Harnessing collective knowledge to promote healthy ageing
Joint webinar with UQ explores issues surrounding healthy ageing.
CUHK and the University of Queensland (UQ) have been partners since 2002 and share a common vision in achieving excellence in research and creating impact locally and globally. As regional leaders, the two universities are organising a series of webinars on health equity in the coming months to generate dialogues in this topic of global significance.
The first webinar on ‘Healthy Ageing in a Changing World’ was held on 13 September, featuring Prof. Laurie Buys and Prof. Nancy Pachana of the Faculty of Health and Behavioural Sciences at UQ, and Prof. Helene Fung and Dr. Ruby Yu of the CUHK Jockey Club Institute of Ageing and Prof. Eric Lai of the CUHK Institute of Health Equity. The webinar attracted 130 participants from around the world.
The speakers shared their research and explored different perspectives of the topic in the context of social determinants, including motivation and emotion, indigenous health, intrinsic capacity (IC), and the relevance of academic research and government policies in addressing the needs of the elderly.
Prof. Fung conveyed that the cognitive ability of older adults can be improved by increasing their motivation. Prof. Buys reflected on the goals of healthy ageing research. ‘Researchers and practitioners are interested in health and medical in ageing, but people are talking about finances, housing, community networks and employment. We need to make sure there is a connection or translation of our research.’ She also believes that ageing should be embraced as an opportunity for better planning in areas such as policy, system and infrastructure in order to create an age-inclusive society.

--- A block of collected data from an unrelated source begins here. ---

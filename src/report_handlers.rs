// src/report_handlers.rs
//! HTTP handlers for the financial reports (laporan).

use actix_web::{web, HttpResponse};
use serde::Deserialize;

use crate::error::{method_not_allowed, ApiError, ApiResult};
use crate::reports::engine::ReportEngine;
use crate::reports::response::{assemble_billing, assemble_pharmacy};
use crate::reports::store::ReportBackend;
use crate::reports::{DateRange, FilterMode, ReportKind};

#[derive(Debug, Default, Deserialize)]
pub struct ReportQuery {
    pub tanggal_awal: Option<String>,
    pub tanggal_akhir: Option<String>,
    pub filter_by: Option<String>,
    pub include_piutang: Option<String>,
}

impl ReportQuery {
    fn range(&self) -> ApiResult<DateRange> {
        DateRange::from_query(self.tanggal_awal.as_deref(), self.tanggal_akhir.as_deref())
    }

    /// Receivable rows are included unless explicitly switched off.
    fn include_receivables(&self) -> bool {
        !matches!(
            self.include_piutang.as_deref().map(str::trim),
            Some(v) if v.eq_ignore_ascii_case("false") || v == "0"
        )
    }
}

async fn billing_report(
    kind: ReportKind,
    backend: &ReportBackend,
    params: &ReportQuery,
) -> ApiResult<HttpResponse> {
    let range = params.range()?;
    let mode = FilterMode::for_report(kind, params.filter_by.as_deref());
    let store = backend.store()?;

    let report = ReportEngine::new(store)
        .aggregate(kind, mode, range, params.include_receivables())
        .await?;

    log::info!(
        "Laporan {} {}..{} ({}): {} rows, {} receivables",
        kind,
        range.start_str(),
        range.end_str(),
        mode,
        report.totals.billing_count,
        report.totals.receivable_count
    );

    Ok(HttpResponse::Ok().json(assemble_billing(&report)))
}

pub async fn laporan_rawat_inap(
    backend: web::Data<ReportBackend>,
    params: web::Query<ReportQuery>,
) -> ApiResult<HttpResponse> {
    billing_report(ReportKind::RawatInap, &backend, &params).await
}

pub async fn laporan_rawat_jalan(
    backend: web::Data<ReportBackend>,
    params: web::Query<ReportQuery>,
) -> ApiResult<HttpResponse> {
    billing_report(ReportKind::RawatJalan, &backend, &params).await
}

pub async fn laporan_penjualan_obat(
    backend: web::Data<ReportBackend>,
    params: web::Query<ReportQuery>,
) -> ApiResult<HttpResponse> {
    let range = params.range()?;
    let report = ReportEngine::new(backend.store()?).free_sales(range).await?;
    log::info!("Penjualan obat {}..{}: {} rows", range.start_str(), range.end_str(), report.rows.len());
    Ok(HttpResponse::Ok().json(assemble_pharmacy(&report)))
}

pub async fn laporan_penerimaan_obat(
    backend: web::Data<ReportBackend>,
    params: web::Query<ReportQuery>,
) -> ApiResult<HttpResponse> {
    let range = params.range()?;
    let report = ReportEngine::new(backend.store()?).receiving(range).await?;
    log::info!("Penerimaan obat {}..{}: {} rows", range.start_str(), range.end_str(), report.rows.len());
    Ok(HttpResponse::Ok().json(assemble_pharmacy(&report)))
}

/// Registers the report routes. Only GET is accepted.
pub fn configure(cfg: &mut web::ServiceConfig) {
    cfg.app_data(
        web::QueryConfig::default()
            .error_handler(|err, _req| ApiError::BadRequest(err.to_string()).into()),
    )
    .service(
        web::resource("/api/laporan/rawat-inap")
            .route(web::get().to(laporan_rawat_inap))
            .default_service(web::to(method_not_allowed)),
    )
    .service(
        web::resource("/api/laporan/rawat-jalan")
            .route(web::get().to(laporan_rawat_jalan))
            .default_service(web::to(method_not_allowed)),
    )
    .service(
        web::resource("/api/laporan/penjualan-obat")
            .route(web::get().to(laporan_penjualan_obat))
            .default_service(web::to(method_not_allowed)),
    )
    .service(
        web::resource("/api/laporan/penerimaan-obat")
            .route(web::get().to(laporan_penerimaan_obat))
            .default_service(web::to(method_not_allowed)),
    );
}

The composite score of all the physical and mental capacities of an individual, IC, is a good means to measure one’s health status, according to Dr. Yu. ‘From an individual perspective, assessment of IC can motivate people to make healthier changes earlier in their life. From a policy perspective, IC could be used to forecast the needs of older people. We should develop multi-domain interventions which would help reduce the risk of frailty and functional limitations.’
Prof. Pachana highlighted that UQ is the first Age Friendly University in the Southern Hemisphere. In light of the fact that 2021–2030 has been declared as the ‘Decade of Healthy Ageing’ by the United Nations, this is an excellent time to think innovatively about how social science and research can help support healthy ageing.